▼

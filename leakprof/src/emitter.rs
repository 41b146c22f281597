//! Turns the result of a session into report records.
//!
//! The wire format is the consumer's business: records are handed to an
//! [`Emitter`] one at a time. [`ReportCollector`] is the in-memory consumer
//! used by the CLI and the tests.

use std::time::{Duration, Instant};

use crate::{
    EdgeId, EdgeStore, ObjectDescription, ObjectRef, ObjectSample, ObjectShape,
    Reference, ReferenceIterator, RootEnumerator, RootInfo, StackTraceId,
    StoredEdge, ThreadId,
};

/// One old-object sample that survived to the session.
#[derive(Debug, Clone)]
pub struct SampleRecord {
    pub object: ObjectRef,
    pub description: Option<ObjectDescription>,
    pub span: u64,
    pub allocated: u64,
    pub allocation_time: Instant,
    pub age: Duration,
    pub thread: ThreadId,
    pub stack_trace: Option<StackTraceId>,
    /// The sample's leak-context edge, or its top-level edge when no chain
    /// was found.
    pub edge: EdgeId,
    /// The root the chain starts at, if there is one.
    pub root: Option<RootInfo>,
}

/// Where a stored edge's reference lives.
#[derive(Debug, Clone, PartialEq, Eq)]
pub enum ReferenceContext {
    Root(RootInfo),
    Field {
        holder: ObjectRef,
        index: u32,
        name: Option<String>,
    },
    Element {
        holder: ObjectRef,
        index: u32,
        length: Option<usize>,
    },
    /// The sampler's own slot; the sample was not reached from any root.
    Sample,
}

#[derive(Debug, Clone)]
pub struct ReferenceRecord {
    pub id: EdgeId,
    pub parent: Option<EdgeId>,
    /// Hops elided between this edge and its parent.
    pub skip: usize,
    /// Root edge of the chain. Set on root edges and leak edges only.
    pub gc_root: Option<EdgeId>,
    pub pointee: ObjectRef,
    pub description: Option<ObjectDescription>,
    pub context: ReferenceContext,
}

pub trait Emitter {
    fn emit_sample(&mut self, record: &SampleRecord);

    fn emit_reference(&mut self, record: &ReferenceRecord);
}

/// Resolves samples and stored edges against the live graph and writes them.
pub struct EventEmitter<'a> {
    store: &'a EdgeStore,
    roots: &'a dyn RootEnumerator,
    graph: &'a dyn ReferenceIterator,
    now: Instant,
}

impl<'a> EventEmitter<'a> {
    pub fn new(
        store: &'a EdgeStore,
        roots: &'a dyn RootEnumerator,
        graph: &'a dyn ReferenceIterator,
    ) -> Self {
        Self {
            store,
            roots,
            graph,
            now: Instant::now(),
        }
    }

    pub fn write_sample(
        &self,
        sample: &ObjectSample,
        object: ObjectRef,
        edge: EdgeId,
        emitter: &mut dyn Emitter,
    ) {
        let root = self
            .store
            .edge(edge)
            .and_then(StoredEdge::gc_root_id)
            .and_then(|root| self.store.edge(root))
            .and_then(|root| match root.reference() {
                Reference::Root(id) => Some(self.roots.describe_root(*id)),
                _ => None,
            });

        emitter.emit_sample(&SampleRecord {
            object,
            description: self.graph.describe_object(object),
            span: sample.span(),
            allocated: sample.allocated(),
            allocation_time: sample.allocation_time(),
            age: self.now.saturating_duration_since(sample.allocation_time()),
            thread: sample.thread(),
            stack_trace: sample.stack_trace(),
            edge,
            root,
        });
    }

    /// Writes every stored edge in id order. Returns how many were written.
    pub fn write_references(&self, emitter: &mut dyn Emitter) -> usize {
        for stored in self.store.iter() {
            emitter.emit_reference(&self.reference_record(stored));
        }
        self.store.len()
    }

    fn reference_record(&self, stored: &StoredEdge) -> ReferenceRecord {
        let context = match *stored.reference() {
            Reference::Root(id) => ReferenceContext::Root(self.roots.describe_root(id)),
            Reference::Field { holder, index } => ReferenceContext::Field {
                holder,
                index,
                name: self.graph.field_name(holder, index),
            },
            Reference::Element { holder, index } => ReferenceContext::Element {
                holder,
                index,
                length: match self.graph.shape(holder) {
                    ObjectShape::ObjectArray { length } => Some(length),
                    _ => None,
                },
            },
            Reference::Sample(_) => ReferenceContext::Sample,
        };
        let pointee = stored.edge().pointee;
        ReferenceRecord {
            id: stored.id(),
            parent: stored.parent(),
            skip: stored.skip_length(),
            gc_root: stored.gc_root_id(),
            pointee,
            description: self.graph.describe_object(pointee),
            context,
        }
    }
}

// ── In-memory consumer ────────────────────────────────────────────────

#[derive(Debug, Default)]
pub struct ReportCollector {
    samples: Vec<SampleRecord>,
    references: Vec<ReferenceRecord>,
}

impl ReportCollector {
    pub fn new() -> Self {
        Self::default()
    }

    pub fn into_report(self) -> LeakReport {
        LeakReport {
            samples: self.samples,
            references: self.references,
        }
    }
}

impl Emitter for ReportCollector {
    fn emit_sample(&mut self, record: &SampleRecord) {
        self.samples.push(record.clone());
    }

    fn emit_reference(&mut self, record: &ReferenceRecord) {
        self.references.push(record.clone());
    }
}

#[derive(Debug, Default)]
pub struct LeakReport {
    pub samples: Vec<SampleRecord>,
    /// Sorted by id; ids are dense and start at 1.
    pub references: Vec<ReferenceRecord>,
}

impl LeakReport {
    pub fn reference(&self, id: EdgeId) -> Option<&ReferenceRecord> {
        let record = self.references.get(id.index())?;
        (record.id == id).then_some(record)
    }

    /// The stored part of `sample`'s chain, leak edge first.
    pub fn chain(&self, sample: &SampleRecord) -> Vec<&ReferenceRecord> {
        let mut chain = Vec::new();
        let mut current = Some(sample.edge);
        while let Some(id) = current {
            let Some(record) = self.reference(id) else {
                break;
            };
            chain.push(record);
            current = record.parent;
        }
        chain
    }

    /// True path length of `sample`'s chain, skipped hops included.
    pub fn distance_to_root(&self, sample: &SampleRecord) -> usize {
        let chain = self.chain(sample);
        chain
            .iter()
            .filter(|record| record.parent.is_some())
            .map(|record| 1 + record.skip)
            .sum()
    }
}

▲
▼

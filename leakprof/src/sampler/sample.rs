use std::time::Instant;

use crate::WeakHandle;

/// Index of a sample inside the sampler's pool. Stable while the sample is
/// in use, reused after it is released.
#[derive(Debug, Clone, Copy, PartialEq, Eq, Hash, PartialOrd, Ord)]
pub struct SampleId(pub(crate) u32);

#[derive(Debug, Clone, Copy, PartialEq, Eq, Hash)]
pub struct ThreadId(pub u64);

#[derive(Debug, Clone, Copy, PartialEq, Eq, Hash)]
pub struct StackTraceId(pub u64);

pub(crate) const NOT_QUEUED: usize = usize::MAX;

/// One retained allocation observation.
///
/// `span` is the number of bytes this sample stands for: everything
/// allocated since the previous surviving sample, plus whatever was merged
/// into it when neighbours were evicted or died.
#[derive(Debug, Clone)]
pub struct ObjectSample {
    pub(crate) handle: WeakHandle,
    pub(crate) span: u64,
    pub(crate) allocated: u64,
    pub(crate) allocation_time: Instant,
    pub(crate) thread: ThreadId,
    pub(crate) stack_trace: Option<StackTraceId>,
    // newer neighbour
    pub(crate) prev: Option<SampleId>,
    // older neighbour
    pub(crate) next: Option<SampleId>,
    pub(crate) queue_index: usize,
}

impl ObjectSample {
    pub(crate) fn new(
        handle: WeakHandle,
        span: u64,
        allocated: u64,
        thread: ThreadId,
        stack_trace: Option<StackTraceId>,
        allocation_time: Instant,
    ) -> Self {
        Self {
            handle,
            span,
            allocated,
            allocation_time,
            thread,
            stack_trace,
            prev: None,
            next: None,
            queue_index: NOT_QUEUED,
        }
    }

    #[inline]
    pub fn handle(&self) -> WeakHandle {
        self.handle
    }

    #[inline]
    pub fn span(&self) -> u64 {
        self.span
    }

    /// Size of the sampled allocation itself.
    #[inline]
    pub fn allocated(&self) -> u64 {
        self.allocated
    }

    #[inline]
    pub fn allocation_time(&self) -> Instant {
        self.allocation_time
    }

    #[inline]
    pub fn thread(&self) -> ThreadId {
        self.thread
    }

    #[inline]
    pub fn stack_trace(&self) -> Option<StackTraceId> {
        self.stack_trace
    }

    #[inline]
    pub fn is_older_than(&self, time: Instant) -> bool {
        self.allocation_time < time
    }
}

▲
▼

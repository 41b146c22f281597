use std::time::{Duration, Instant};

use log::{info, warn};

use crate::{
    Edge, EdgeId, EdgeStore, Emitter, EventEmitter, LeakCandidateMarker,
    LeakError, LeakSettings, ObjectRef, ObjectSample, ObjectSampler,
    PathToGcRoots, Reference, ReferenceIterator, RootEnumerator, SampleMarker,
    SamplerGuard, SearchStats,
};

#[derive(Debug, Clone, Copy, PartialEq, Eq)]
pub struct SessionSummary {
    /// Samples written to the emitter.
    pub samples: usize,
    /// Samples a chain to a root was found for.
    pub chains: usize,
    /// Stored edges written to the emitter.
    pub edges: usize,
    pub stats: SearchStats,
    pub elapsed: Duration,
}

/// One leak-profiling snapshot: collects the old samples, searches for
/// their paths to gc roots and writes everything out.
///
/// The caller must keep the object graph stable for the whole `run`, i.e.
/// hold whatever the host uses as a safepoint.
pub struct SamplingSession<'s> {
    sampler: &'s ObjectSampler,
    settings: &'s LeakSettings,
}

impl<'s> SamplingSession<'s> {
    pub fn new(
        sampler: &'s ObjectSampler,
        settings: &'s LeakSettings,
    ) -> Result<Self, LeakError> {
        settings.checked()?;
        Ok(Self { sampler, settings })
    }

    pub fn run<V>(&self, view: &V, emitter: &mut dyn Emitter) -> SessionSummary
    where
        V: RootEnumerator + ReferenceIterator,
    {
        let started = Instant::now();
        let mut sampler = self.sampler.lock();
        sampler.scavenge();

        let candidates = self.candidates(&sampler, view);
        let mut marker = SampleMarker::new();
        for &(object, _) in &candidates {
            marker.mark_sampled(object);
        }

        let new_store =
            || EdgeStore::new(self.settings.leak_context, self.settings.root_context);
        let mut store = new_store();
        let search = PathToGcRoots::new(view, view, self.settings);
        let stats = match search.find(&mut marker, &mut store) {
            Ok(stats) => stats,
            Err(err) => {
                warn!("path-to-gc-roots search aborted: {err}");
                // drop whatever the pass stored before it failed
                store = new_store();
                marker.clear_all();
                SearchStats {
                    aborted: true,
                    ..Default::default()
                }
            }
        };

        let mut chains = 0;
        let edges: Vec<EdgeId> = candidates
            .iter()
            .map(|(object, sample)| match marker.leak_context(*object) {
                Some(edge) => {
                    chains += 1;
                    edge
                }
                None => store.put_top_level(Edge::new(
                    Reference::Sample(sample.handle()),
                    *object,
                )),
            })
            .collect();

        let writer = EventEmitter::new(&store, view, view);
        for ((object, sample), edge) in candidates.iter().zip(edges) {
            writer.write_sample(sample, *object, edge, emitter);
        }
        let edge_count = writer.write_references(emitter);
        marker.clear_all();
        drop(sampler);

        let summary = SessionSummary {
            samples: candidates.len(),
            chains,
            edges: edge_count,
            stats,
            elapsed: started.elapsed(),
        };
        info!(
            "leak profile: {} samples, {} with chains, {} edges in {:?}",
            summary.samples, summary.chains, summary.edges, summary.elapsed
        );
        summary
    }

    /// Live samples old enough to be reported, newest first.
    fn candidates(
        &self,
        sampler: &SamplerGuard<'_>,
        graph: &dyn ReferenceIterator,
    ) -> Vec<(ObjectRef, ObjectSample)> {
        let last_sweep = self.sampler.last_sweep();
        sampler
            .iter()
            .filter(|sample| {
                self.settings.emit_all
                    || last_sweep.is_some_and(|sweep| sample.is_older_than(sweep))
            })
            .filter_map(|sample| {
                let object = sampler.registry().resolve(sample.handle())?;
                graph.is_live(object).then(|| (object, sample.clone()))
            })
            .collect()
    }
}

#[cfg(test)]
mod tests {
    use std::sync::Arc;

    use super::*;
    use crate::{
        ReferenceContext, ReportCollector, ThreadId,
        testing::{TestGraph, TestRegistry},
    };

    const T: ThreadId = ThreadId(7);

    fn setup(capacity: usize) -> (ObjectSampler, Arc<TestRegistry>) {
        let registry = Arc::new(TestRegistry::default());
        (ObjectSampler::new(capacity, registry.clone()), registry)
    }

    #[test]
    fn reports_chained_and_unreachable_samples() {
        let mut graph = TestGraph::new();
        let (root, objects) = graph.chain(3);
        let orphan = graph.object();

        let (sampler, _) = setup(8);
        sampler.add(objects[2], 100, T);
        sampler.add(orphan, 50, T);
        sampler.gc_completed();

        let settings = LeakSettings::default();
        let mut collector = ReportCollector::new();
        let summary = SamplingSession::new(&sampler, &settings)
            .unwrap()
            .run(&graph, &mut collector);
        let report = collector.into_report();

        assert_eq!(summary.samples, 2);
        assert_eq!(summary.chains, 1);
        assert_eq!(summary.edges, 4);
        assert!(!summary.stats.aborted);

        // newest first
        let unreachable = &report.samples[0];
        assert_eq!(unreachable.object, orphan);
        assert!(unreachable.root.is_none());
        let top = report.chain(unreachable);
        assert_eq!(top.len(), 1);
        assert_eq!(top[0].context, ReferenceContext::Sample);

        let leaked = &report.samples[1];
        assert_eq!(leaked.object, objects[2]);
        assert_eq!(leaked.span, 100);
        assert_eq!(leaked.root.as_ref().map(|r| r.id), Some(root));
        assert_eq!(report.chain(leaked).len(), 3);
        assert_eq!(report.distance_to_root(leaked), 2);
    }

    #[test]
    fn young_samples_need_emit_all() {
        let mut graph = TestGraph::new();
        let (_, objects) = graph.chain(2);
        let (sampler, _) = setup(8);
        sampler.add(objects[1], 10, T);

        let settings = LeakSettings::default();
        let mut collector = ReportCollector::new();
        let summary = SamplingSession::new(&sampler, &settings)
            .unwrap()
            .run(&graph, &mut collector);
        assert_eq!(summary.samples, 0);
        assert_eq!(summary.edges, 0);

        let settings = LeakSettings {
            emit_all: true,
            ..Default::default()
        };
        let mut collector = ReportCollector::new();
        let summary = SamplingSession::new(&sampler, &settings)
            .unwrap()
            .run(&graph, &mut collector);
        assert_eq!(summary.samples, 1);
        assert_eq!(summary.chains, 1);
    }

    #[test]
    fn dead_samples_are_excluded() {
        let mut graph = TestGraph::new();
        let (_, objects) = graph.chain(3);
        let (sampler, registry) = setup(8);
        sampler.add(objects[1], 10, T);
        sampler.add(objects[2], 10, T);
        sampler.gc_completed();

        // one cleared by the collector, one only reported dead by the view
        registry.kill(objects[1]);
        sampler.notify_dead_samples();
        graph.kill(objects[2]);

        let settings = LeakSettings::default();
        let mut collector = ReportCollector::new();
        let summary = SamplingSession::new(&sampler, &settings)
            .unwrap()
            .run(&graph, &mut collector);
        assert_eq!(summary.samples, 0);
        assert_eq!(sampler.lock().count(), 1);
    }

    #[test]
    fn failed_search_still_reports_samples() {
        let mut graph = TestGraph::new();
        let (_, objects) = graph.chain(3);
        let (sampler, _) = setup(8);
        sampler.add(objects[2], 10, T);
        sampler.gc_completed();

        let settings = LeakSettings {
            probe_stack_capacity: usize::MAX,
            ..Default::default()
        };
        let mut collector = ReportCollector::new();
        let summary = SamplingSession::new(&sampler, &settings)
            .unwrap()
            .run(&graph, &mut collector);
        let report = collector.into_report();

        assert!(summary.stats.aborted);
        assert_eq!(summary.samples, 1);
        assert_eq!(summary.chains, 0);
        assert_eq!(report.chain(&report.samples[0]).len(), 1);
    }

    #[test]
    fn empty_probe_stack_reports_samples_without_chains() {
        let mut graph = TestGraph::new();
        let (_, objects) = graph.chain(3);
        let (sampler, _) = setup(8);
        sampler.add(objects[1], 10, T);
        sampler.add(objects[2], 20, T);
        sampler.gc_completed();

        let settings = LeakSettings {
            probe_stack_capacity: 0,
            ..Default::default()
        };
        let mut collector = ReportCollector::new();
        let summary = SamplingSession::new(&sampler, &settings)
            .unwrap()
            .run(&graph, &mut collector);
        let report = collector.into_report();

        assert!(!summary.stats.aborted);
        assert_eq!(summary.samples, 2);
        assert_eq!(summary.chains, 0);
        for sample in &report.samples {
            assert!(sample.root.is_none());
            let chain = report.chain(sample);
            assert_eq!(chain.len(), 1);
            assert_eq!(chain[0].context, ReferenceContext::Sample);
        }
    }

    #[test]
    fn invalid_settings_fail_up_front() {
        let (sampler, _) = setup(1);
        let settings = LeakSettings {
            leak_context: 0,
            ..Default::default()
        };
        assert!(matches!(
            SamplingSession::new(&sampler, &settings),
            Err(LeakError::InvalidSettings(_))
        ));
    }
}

▲

Task prompt: Where the word "impl" appears in a line of the entries, copy that line.

The answer:
impl<'a> EventEmitter<'a> {
impl ReportCollector {
impl Emitter for ReportCollector {
impl LeakReport {
impl ObjectSample {
impl<'s> SamplingSession<'s> {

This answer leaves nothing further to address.